Segment Start: EXERCISE MATERIAL

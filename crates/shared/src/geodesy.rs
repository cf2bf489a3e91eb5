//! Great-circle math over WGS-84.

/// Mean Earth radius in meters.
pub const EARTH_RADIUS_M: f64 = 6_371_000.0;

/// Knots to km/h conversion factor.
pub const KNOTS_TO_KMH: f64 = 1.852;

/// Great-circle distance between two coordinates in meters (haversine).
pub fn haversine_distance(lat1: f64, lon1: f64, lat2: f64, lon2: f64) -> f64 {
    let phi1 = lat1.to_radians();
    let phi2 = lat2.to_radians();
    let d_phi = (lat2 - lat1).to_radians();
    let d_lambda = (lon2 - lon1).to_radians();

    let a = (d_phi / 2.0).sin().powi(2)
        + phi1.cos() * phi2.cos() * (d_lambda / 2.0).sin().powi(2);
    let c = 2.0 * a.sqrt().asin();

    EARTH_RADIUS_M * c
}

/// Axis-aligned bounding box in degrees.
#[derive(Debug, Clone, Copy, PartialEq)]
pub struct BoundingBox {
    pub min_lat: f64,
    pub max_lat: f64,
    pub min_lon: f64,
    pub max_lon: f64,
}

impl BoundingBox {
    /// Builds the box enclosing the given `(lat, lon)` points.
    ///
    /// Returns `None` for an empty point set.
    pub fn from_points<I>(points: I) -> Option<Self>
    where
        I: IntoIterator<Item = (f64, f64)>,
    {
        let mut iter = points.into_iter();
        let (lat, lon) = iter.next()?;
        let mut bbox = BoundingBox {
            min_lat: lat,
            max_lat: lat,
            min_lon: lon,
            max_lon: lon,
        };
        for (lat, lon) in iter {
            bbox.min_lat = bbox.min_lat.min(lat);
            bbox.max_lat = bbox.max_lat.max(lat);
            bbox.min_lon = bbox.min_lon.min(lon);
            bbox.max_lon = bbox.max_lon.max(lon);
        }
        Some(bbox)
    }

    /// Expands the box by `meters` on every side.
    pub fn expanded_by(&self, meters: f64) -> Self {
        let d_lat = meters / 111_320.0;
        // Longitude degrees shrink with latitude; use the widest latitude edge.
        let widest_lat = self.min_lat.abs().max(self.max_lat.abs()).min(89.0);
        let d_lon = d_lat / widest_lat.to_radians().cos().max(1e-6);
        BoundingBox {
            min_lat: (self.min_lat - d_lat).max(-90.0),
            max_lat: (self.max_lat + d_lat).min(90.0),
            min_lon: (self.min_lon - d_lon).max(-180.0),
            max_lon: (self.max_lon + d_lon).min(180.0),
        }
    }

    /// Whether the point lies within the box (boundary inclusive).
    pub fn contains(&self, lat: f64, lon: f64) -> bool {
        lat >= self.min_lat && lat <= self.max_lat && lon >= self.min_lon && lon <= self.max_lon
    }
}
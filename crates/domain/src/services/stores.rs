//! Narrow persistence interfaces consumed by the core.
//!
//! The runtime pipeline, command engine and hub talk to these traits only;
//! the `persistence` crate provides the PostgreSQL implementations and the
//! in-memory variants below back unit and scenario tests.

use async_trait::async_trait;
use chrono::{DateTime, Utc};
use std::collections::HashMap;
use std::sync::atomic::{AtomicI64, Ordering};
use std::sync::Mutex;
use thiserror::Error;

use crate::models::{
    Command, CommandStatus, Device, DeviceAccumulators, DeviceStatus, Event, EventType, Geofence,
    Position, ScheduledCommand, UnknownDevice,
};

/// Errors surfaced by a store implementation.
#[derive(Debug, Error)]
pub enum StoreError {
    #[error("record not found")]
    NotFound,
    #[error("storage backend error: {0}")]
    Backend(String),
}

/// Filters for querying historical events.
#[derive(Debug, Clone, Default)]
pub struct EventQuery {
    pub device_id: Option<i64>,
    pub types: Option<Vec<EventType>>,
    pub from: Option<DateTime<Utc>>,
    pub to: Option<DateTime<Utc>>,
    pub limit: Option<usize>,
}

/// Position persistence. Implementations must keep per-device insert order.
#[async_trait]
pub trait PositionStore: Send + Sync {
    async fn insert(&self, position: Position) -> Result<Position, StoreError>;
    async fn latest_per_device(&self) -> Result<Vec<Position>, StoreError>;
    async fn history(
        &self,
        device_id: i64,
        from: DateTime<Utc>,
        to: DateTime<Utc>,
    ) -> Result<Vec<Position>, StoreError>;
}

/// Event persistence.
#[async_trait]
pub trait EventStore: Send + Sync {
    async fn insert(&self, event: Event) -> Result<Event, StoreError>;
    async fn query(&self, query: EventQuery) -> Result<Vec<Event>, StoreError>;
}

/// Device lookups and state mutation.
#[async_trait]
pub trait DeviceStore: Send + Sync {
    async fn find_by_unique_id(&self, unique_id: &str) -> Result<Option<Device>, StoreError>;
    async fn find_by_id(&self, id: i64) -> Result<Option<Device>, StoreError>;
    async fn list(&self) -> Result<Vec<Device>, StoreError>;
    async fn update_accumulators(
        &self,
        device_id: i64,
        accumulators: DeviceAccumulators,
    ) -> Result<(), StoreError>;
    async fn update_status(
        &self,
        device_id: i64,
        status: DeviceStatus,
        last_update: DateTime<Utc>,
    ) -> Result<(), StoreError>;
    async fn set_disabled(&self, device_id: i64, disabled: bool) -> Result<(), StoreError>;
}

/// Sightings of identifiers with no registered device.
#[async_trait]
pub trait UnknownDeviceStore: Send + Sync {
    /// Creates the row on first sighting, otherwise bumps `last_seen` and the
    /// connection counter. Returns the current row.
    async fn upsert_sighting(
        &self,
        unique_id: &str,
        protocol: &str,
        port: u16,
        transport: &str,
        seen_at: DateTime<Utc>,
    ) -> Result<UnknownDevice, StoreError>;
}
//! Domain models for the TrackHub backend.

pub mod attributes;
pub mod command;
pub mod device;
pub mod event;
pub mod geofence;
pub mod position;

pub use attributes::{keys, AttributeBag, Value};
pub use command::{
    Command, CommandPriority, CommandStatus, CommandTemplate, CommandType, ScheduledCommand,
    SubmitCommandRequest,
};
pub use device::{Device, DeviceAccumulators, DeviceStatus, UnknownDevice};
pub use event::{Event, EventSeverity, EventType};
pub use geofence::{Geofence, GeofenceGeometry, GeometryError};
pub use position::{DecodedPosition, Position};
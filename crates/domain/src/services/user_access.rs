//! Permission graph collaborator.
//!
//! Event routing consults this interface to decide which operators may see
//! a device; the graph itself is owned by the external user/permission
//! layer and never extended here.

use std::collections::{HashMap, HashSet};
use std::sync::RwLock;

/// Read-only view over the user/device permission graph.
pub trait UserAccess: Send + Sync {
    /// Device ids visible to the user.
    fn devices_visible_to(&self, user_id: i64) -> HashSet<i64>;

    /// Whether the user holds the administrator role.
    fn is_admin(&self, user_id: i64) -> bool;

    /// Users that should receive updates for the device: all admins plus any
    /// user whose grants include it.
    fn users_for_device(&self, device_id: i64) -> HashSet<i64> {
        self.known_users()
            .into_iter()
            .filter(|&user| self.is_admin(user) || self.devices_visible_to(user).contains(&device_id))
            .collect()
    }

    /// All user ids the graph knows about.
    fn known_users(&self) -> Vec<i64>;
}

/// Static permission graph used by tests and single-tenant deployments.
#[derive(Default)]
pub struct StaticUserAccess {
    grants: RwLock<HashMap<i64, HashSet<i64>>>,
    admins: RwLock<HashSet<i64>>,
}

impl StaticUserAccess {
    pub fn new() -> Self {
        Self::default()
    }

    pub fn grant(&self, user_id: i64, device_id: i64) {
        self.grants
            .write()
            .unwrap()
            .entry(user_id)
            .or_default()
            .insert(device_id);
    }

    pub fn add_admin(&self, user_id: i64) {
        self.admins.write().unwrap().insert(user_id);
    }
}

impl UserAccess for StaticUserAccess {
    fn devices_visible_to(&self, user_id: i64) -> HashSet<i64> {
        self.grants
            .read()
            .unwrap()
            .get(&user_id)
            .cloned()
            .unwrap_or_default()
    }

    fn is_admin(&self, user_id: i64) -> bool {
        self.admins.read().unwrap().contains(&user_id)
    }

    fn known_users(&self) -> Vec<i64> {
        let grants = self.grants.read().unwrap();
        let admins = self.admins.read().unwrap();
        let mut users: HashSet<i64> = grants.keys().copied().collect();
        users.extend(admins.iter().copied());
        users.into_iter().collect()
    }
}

Segment End: EXERCISE MATERIAL

■ **WHAT THIS TASK INVOLVES**
Please report every line among the entries that includes "CommandStatus".

■ **SOLVED PROBLEM**
    Command, CommandStatus, Device, DeviceAccumulators, DeviceStatus, Event, EventType, Geofence,
    Command, CommandPriority, CommandStatus, CommandTemplate, CommandType, ScheduledCommand,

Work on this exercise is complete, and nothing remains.